Solution and Explanation

Hydrogeological formations are classified based on their ability to store and transmit water:
  • Aquifer: Stores and transmits significant quantities of water (e.g., sand, gravel).
  • Aquitard: A low-permeability formation that can store water and transmit it slowly. It retards but does not completely prevent groundwater flow. It can act as a leaky confining layer. Examples include silty clay, shale with some fractures.
  • Aquiclude: A formation that can store water but is essentially impermeable and does not transmit significant quantities of water. Often used interchangeably with a very low permeability aquitard. Example: dense clay.
  • Aquifuge: A geological formation that is impermeable and contains no interconnected pores or fractures. It neither stores nor transmits water. It acts as a complete barrier to groundwater flow. Examples include solid, unfractured igneous or metamorphic rock like granite.
Comparing aquifuge and aquitard:
  • Permeability: An aquifuge is considered essentially impermeable, meaning it has virtually zero permeability for practical purposes. An aquitard has low permeability but still allows some slow water movement. Therefore, an aquifuge has lower permeability than an aquitard (option b). Option (a) is incorrect.
  • Storage and Transmission: An aquitard can store water (due to porosity, even if pores are small) and transmit it slowly. An aquifuge neither stores (no effective interconnected pores) nor transmits water. Thus, option (c) "Aquitard cannot store and transmit groundwater and aquifuge can store" is incorrect; it's the opposite for storage (aquitard can store, aquifuge cannot effectively) and aquitard transmits slowly while aquifuge does not.

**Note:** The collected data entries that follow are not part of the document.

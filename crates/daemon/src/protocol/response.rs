// SPDX-License-Identifier: BUSL-1.1
// Copyright (c) 2026 Alfred Jean LLC

use rvt_core::{EndpointLatency, PendingChange};
use serde::{Deserialize, Serialize};
use std::path::PathBuf;

/// Machine-readable error kinds; the CLI maps these to exit codes.
#[derive(Debug, Clone, Copy, PartialEq, Eq, Serialize, Deserialize)]
#[serde(rename_all = "kebab-case")]
pub enum ErrorKind {
    NotFound,
    NotConfirmable,
    SafeMode,
    Internal,
    InvalidRequest,
}

/// One pending change, as listed.
#[derive(Debug, Clone, PartialEq, Serialize, Deserialize)]
pub struct ChangeSummary {
    pub change_id: String,
    pub category: String,
    pub state: String,
    pub paths: Vec<PathBuf>,
    pub opened_at_ms: u64,
    pub deadline_ms: u64,
    /// Milliseconds until the relevant deadline (grace when in GRACE),
    /// zero when past due or terminal.
    pub remaining_ms: u64,
    #[serde(default, skip_serializing_if = "Option::is_none")]
    pub grace_deadline_ms: Option<u64>,
}

/// Full detail for `ShowChange`.
#[derive(Debug, Clone, PartialEq, Serialize, Deserialize)]
pub struct ChangeDetail {
    #[serde(flatten)]
    pub summary: ChangeSummary,
    pub snapshot_id: String,
    #[serde(default, skip_serializing_if = "Option::is_none")]
    pub confirmed_by: Option<String>,
    #[serde(default, skip_serializing_if = "Option::is_none")]
    pub failure: Option<String>,
    #[serde(default, skip_serializing_if = "Option::is_none")]
    pub reachable: Option<bool>,
    #[serde(default, skip_serializing_if = "Vec::is_empty")]
    pub probe_endpoints: Vec<EndpointLatency>,
}

#[derive(Debug, Clone, PartialEq, Serialize, Deserialize)]
pub struct SnapshotSummary {
    pub id: String,
    pub created_at: String,
    pub origin: String,
    pub files: usize,
    #[serde(default, skip_serializing_if = "Option::is_none")]
    pub description: Option<String>,
    #[serde(default, skip_serializing_if = "Option::is_none")]
    pub system_snapshot_id: Option<String>,
}

#[derive(Debug, Clone, PartialEq, Serialize, Deserialize)]
pub struct StatusInfo {
    pub version: String,
    pub uptime_secs: u64,
    pub safe_mode: bool,
    #[serde(default, skip_serializing_if = "Option::is_none")]
    pub safe_mode_reason: Option<String>,
    pub open_changes: usize,
    pub grace_changes: usize,
    pub failed_changes: usize,
    pub watched_paths: usize,
    pub journal_seq: u64,
}

/// One `self_test` capability check.
#[derive(Debug, Clone, PartialEq, Serialize, Deserialize)]
pub struct CheckItem {
    pub name: String,
    pub ok: bool,
    pub required: bool,
    pub detail: String,
}

#[derive(Debug, Clone, PartialEq, Serialize, Deserialize)]
pub struct SelfTestReport {
    pub ok: bool,
    pub checks: Vec<CheckItem>,
}

impl SelfTestReport {
    pub fn from_checks(checks: Vec<CheckItem>) -> Self {
        Self { ok: checks.iter().all(|c| c.ok || !c.required), checks }
    }
}

/// Successful response payloads, tagged inside `value`.
#[derive(Debug, Clone, PartialEq, Serialize, Deserialize)]
#[serde(tag = "type", rename_all = "snake_case")]
pub enum Payload {
    Pong,
    Status(StatusInfo),
    // Sequence payloads are struct variants; the internally tagged
    // representation cannot carry a bare list
    Changes { changes: Vec<ChangeSummary> },
    Change(ChangeDetail),
    Confirmed { change_id: String },
    Cancelled { change_id: String },
    Snapshots { snapshots: Vec<SnapshotSummary> },
    SnapshotCreated { snapshot_id: String },
    SnapshotRestored { snapshot_id: String, files: usize },
    SelfTest(SelfTestReport),
}

#[derive(Debug, Clone, PartialEq, Serialize, Deserialize)]
pub struct ErrorBody {
    pub kind: ErrorKind,
    pub message: String,
}

/// Response from daemon to CLI.
///
/// Wire shape: `{"ok": true, "value": {...}}` or
/// `{"ok": false, "error": {"kind": "...", "message": "..."}}`.
#[derive(Debug, Clone, PartialEq, Serialize, Deserialize)]
pub struct Response {
    pub ok: bool,
    #[serde(default, skip_serializing_if = "Option::is_none")]
    pub value: Option<Payload>,
    #[serde(default, skip_serializing_if = "Option::is_none")]
    pub error: Option<ErrorBody>,
}

impl Response {
    pub fn ok(value: Payload) -> Self {
        Self { ok: true, value: Some(value), error: None }
    }

    pub fn error(kind: ErrorKind, message: impl Into<String>) -> Self {
        Self { ok: false, value: None, error: Some(ErrorBody { kind, message: message.into() }) }
    }
}

/// Build a summary from ledger state (shared by list and show).
pub fn summarize(change: &PendingChange, now_ms: u64) -> ChangeSummary {
    let remaining_ms = if change.is_terminal() {
        0
    } else {
        match change.grace_deadline_ms {
            Some(grace) => grace.saturating_sub(now_ms),
            None => change.deadline_ms.saturating_sub(now_ms),
        }
    };
    ChangeSummary {
        change_id: change.id.as_str().to_string(),
        category: change.category.as_str().to_string(),
        state: change.state.to_string(),
        paths: change.paths.keys().cloned().collect(),
        opened_at_ms: change.opened_at_ms,
        deadline_ms: change.deadline_ms,
        remaining_ms,
        grace_deadline_ms: change.grace_deadline_ms,
    }
}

  • Porosity: An aquitard (like clay or shale) can be quite porous, but its pores are small and poorly connected, leading to low permeability. An aquifuge (like solid granite) would have very low primary porosity (intergranular) and relies on fractures for any significant porosity, which if absent, means very low overall porosity. It's not straightforward to say one is always less porous than the other without more specifics, but permeability is the defining difference. Option (d) is not necessarily true or the primary distinction.
The key difference lies in their ability to transmit water, which is governed by permeability. An aquifuge is essentially impermeable, while an aquitard is poorly permeable but still allows slow transmission. \[ \boxed{\text{Aquifuge has lower permeability than aquitard}} \]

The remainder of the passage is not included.